El libro concluye con un "Diccionario biográfico", donde palabras más, palabras menos, se repiten, esta vez en orden alfabético, los nombres y las hojas de vida de los artistas antes organizados cronológicamente. Con extrañeza el lector notará que aparecen en forma inexplicable Ricardo Acevedo Bernal, Epifanio Garay, José María Espinosa, Enrique Price, Rómulo Rozo y Andrés de Santa maría. El diccionario es lugar para desactualizaciones: Pedro Nel Gómez sigue vivo, Pepe Mexla no existió, la última obra publicada sobre Rendón apareció en 1976. También para errores imperdonables: Jorge Cárdenas, coautor del libro, escribe en su nota biográfica que "fue el único pintor antioqueño admitido a la I Bienal Iberoamericana de pintura Coltejer"; en realidad, fueron dos: Cárdenas y Gómez Jaramillo.
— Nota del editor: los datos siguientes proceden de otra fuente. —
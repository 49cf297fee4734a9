//! Category legend for categorically styled datasets.
//!
//! Lists every distinct category value of a dataset together with the
//! color the assigner gives it, so a map reader can decode the fills.

use geojson::FeatureCollection;
use serde::Serialize;
use std::collections::BTreeMap;
use std::fmt::Write as _;

use crate::models::feature::category_value;
use crate::models::{CategoricalStyleAssigner, FeatureFilter};

/// One legend row.
#[derive(Debug, Clone, PartialEq, Eq, Serialize)]
pub struct LegendEntry {
    /// Category value (already normalized)
    pub category: String,
    /// Number of drawn features in the category
    pub count: usize,
    /// CSS color
    pub css: String,
    /// Same color as `#RRGGBB`
    pub hex: String,
}

/// Builds the legend of a dataset, ordered by category value.
///
/// Features rejected by `filter` are not counted.
pub fn category_legend(
    collection: &FeatureCollection,
    property: &str,
    assigner: &CategoricalStyleAssigner,
    filter: Option<&FeatureFilter>,
) -> Vec<LegendEntry> {
    let mut counts: BTreeMap<String, usize> = BTreeMap::new();

    for feature in &collection.features {
        if filter.is_some_and(|f| !f.keep(feature)) {
            continue;
        }
        *counts
            .entry(category_value(feature, property).into_owned())
            .or_default() += 1;
    }

    counts
        .into_iter()
        .map(|(category, count)| {
            let color = assigner.assign(&category).color;
            LegendEntry {
                css: color.to_css(),
                hex: color.to_rgb().to_hex(),
                category,
                count,
            }
        })
        .collect()
}

/// Renders a legend as a markdown section.
pub fn render_markdown(title: &str, property: &str, entries: &[LegendEntry]) -> String {
    let mut output = String::new();

    let _ = writeln!(output, "## {title}\n");
    let _ = writeln!(output, "Colored by `{property}`.\n");

    if entries.is_empty() {
        output.push_str("_No features._\n");
        return output;
    }

    output.push_str("| Category | Features | Color |\n");
    output.push_str("|---|---:|---|\n");
    for entry in entries {
        let _ = writeln!(
            output,
            "| {} | {} | {} ({}) |",
            entry.category.replace('|', "\\|"),
            entry.count,
            entry.hex,
            entry.css
        );
    }

    output
}

#[cfg(test)]
mod tests {
    use super::*;
    use serde_json::json;

    fn collection() -> FeatureCollection {
        serde_json::from_value(json!({
            "type": "FeatureCollection",
            "features": [
                { "type": "Feature", "geometry": null, "properties": { "FLD_ZONE": "AE" } },
                { "type": "Feature", "geometry": null, "properties": { "FLD_ZONE": "X" } },
                { "type": "Feature", "geometry": null, "properties": { "FLD_ZONE": "AE" } },
                { "type": "Feature", "geometry": null, "properties": { "FLD_ZONE": "VE" } },
                { "type": "Feature", "geometry": null, "properties": {} }
            ]
        }))
        .unwrap()
    }

    #[test]
    fn test_category_legend_counts_and_colors() {
        let assigner = CategoricalStyleAssigner::default();
        let entries = category_legend(&collection(), "FLD_ZONE", &assigner, None);

        let categories: Vec<_> = entries.iter().map(|e| e.category.as_str()).collect();
        assert_eq!(categories, vec!["AE", "VE", "X", "default"]);
        assert_eq!(entries[0].count, 2);

        let ve = &entries[1];
        assert_eq!(ve.css, "hsl(215, 50%, 60%)");
        assert!(ve.hex.starts_with('#'));
        assert_eq!(ve.hex.len(), 7);
    }

    #[test]
    fn test_category_legend_skips_filtered_features() {
        let assigner = CategoricalStyleAssigner::default();
        let filter = FeatureFilter::new("FLD_ZONE", "X");
        let entries = category_legend(&collection(), "FLD_ZONE", &assigner, Some(&filter));

        assert!(entries.iter().all(|e| e.category != "X"));
        assert_eq!(entries.iter().map(|e| e.count).sum::<usize>(), 4);
    }

    #[test]
    fn test_render_markdown() {
        let assigner = CategoricalStyleAssigner::default();
        let entries = category_legend(&collection(), "FLD_ZONE", &assigner, None);
        let markdown = render_markdown("FEMA Zones", "FLD_ZONE", &entries);

        assert!(markdown.starts_with("## FEMA Zones\n"));
        assert!(markdown.contains("| AE | 2 |"));
        assert!(markdown.contains("hsl(88, 50%, 60%)"));

        let empty = render_markdown("Soils", "MUNAME", &[]);
        assert!(empty.contains("_No features._"));
    }
}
A favor de la publicación se abonan las ilustraciones, varias de ellas bien reproducidas en color, pero muchas bastante conocidas por pertenecer a la colección del Museo de Antioquia.
Evidentemente, este trabajo no corresponde al título con que se presenta. Evolución significa "transformación progresiva". Aquí la idea de movimiento sólo se logra dar por sucesión de fechas, que es la manera más pobre y manida de contar una historia. Nada se dice de los cambios en las condiciones sociales del artista, ni de la evolución del mercado de obras de arte, dos aspectos fundamentales sin los cuales no pueden entenderse los precarios hechos inconexos narrados y la información biográfica.
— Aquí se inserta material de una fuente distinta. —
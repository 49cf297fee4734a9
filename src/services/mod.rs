//! Service layer.
//!
//! Loading, view assembly and the layer control coordinate the models with
//! a [`crate::render::RenderTarget`].

pub mod control;
pub mod legend;
pub mod loader;
pub mod view;

// Re-export commonly used types and functions
pub use control::{ControlEntry, ControlError, LayerControl, UnavailableEntry};
pub use legend::{category_legend, LegendEntry};
pub use loader::{
    load_all, load_dataset, DatasetSource, FileSource, LoadBarrier, LoadError, LoadPolicy,
    LoadReport, MAX_BACKOFF, MAX_RETRIES,
};
pub use view::{DatasetLayers, SiteView, ViewError};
Menos pretensioso, pero más útil y honrado, habría sido un solo diccionario biográfico, género del cual es ejemplarizante el de Carmen Ortega Ricaurte, para lo cual los autores habrían tenido que multiplicar sus esfuerzos investigativos y haber consultado la tesis de grado de Esperanza Arias, Adriana y Marta Jaramillo, titulada Diccionario biográfico de artistas antioqueños (Medellín, 1984).
Así, pues, seguimos sin una historia del arte antioqueño. Esta obra es apenas un diccionario incompleto, disfrazado de "Evolución", escrito desde la precaria óptica romanticona e ingenua del divulgador enamorado de su objeto, del que no se distancia, ni duda, ni profundiza en su conocimiento: amor voluntarioso, pero superficial. A esta abundancia inconsútil de nombres desiguales, podría recetársele tres cucharadas de Wofflin y su teoría a favor de una historia del arte sin nombres, complementando con una sobredosis de Hauser y su concepción de la historia del arte como un proceso social, todo debidamente agitado antes de usarse.